4月にやや弱含みとなった中国の工業生産が、再び電力不足の危機に面している。その原因の一つに、雨が少ないことにより一部の工業都市が50年らい最も深刻な干害に見舞われていることが挙げられる。中国網日本語版(チャイナネット)が報じた。
中国国家電網公司営業部の蘇勝新主任は2011年通年で全国で最大4000万キロワットの電力が不足するとの見通しを発表した。今年に入り、中国の石炭価格は15%上昇している。
すでに中国の20以上の都市が電力使用を制限しているが、不足の緩和には至っていない。広東省や浙江省などでは、国家電網の計画停電により、一部の企業が自身の発電設備を再び使用しなければならない状態だ。これは企業経営者の負担を重くするだけでなく、労働コストの上昇と人民元の対ドル為替レートの上昇で苦境に立たされている企業の輸出をいっそう難しくすることになる。
石炭価格の上昇、政府による電気料金の統制により、コスト面の圧力に堪えきれなくなった中国の電力会社が次々に破たんしている。これは中国の電力供給不足に拍車をかけると同時に、企業の生産コストを高めている。
中国電力投資集団公司は近ごろ、石炭価格が上昇し続け、電力会社が値上げできなければ、中国の436カ所の火力発電所のうち5分の1が閉鎖の危機に直面すると警告した。石炭と電力の需給の矛盾のほか、中国の電力不足のもう一つの原因として、昨年のエネルギー多消費企業は省エネ・排出削減の基準に抑制されたが、今年の電力使用量は再び大幅増となることが挙げられる。
ローレンス・バークレー国立研究所の中国エネルギー研究室のデビッド・フリドリー氏は、「インフレが原因で、中国政府による石炭価格と電気料金の連動メカニズムの改善は困難な状態だ。中国の食品のインフレ率が2桁台になり、その他のインフレも高水準になったとき、電気料金引き上げは自然とコアインフレ率を高めるだろう」と話す。
「ニューヨーク・タイムズ」は、緊迫状態の電力供給は中国の工場の生産能力を低下させ、さらに中国経済の成長の勢いにも直接影響すると伝えた。今年4月の中国の工業付加価値額は前年同期比13.4%増で、3月の14.8%を下回った。
ここ5カ月の華中地区の深刻な干ばつにより、長江の水位は過去最低水準に迫っている。
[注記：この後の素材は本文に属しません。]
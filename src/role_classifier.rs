// src/role_classifier.rs
use once_cell::sync::Lazy;
use regex::Regex;
use serde::{Deserialize, Serialize};
use std::collections::BTreeSet;
use std::fmt;

#[derive(Debug, Clone, Copy, PartialEq, Eq, PartialOrd, Ord, Hash, Serialize, Deserialize)]
pub enum Role {
    #[serde(rename = "FOH")]
    FrontOfHouse,
    #[serde(rename = "BOH")]
    BackOfHouse,
    /// Tracked for visibility, never pooled.
    #[serde(rename = "EXEC")]
    Executive,
}

impl Role {
    pub fn as_str(&self) -> &'static str {
        match self {
            Role::FrontOfHouse => "FOH",
            Role::BackOfHouse => "BOH",
            Role::Executive => "EXEC",
        }
    }
}

impl fmt::Display for Role {
    fn fmt(&self, f: &mut fmt::Formatter<'_>) -> fmt::Result {
        f.write_str(self.as_str())
    }
}

/// Decides which pool an employee draws from. Matching rules are business
/// policy, so the allocation engine only ever sees this trait.
pub trait RoleClassifier {
    fn classify(&self, employee: &str, department: &str) -> Role;
}

static EXECUTIVE_TITLE: Lazy<Regex> = Lazy::new(|| {
    Regex::new(r"(?i)\b(owner|general\s+manager|gm|executive\s+chef|director|partner)\b")
        .expect("executive title pattern is valid")
});

static BACK_OF_HOUSE: Lazy<Regex> = Lazy::new(|| {
    Regex::new(r"(?i)(kitchen|\bboh\b|back\s+of\s+house|cook|chef|prep|dish|\bline\b|bak|pastry)")
        .expect("back-of-house pattern is valid")
});

/// Department-label classifier: executive titles and named executives win,
/// kitchen departments are BOH, everything else is FOH.
#[derive(Debug, Clone, Default)]
pub struct DepartmentRoleClassifier {
    executives: BTreeSet<String>,
}

impl DepartmentRoleClassifier {
    pub fn new() -> Self {
        Self::default()
    }

    pub fn with_executives<I, S>(names: I) -> Self
    where
        I: IntoIterator<Item = S>,
        S: AsRef<str>,
    {
        Self {
            executives: names
                .into_iter()
                .map(|n| n.as_ref().trim().to_lowercase())
                .filter(|n| !n.is_empty())
                .collect(),
        }
    }
}

impl RoleClassifier for DepartmentRoleClassifier {
    fn classify(&self, employee: &str, department: &str) -> Role {
        if self.executives.contains(&employee.trim().to_lowercase())
            || EXECUTIVE_TITLE.is_match(department)
        {
            Role::Executive
        } else if BACK_OF_HOUSE.is_match(department) {
            Role::BackOfHouse
        } else {
            Role::FrontOfHouse
        }
    }
}

#[cfg(test)]
mod tests {
    use super::*;

    #[test]
    fn kitchen_departments_are_boh() {
        let classifier = DepartmentRoleClassifier::new();
        for dept in ["Kitchen", "Line Cook", "Prep", "Dishwasher", "BOH", "Pastry", "Bakery"] {
            assert_eq!(classifier.classify("Ana Ruiz", dept), Role::BackOfHouse, "{}", dept);
        }
    }

    #[test]
    fn unknown_departments_default_to_foh() {
        let classifier = DepartmentRoleClassifier::new();
        for dept in ["Server", "Bartender", "Host", "", "Misc"] {
            assert_eq!(classifier.classify("Ana Ruiz", dept), Role::FrontOfHouse, "{}", dept);
        }
    }

    #[test]
    fn executive_title_takes_precedence_over_kitchen() {
        let classifier = DepartmentRoleClassifier::new();
        assert_eq!(classifier.classify("Ana Ruiz", "Executive Chef"), Role::Executive);
        assert_eq!(classifier.classify("Ana Ruiz", "General Manager"), Role::Executive);
        assert_eq!(classifier.classify("Ana Ruiz", "Owner"), Role::Executive);
    }

    #[test]
    fn named_executive_is_matched_case_insensitively() {
        let classifier = DepartmentRoleClassifier::with_executives(["Dana Park"]);
        assert_eq!(classifier.classify("dana park", "Kitchen"), Role::Executive);
        assert_eq!(classifier.classify("Dan Park", "Kitchen"), Role::BackOfHouse);
    }
}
干ばつの影響は飲用水の供給から製造業、さらには中国の国民と経済に及んだ。長期にわたる雨不足とそれに伴う川の水位低下は、中国企業に以下のリスクをもたらしている。
水上輸送能力の喪失がサプライチェーンに影響する。長江の水位の低下により一部の航路が通れなくなる。これらの船舶は長江を通って年間10億トン以上の貨物を輸送しなければならない。
電力不足が生産を脅かす。水不足で、三峡ダムなどの水力発電所での発電ができなくなり、中国の水力発電量は20%減少し、一部の生産業者は電力使用を制限せざるを得なくなる。供給不足を補うには、週に100万トン超の石炭を燃やさなければならない。農産品の生産量と価格に影響する。干ばつにより、中国の農民は稲や綿花などの春に種まきする作物の種まきを延期せざるを得ない。綿花の生産量減少見通しは、国際大口商品市場の価格をすでに押し上げている。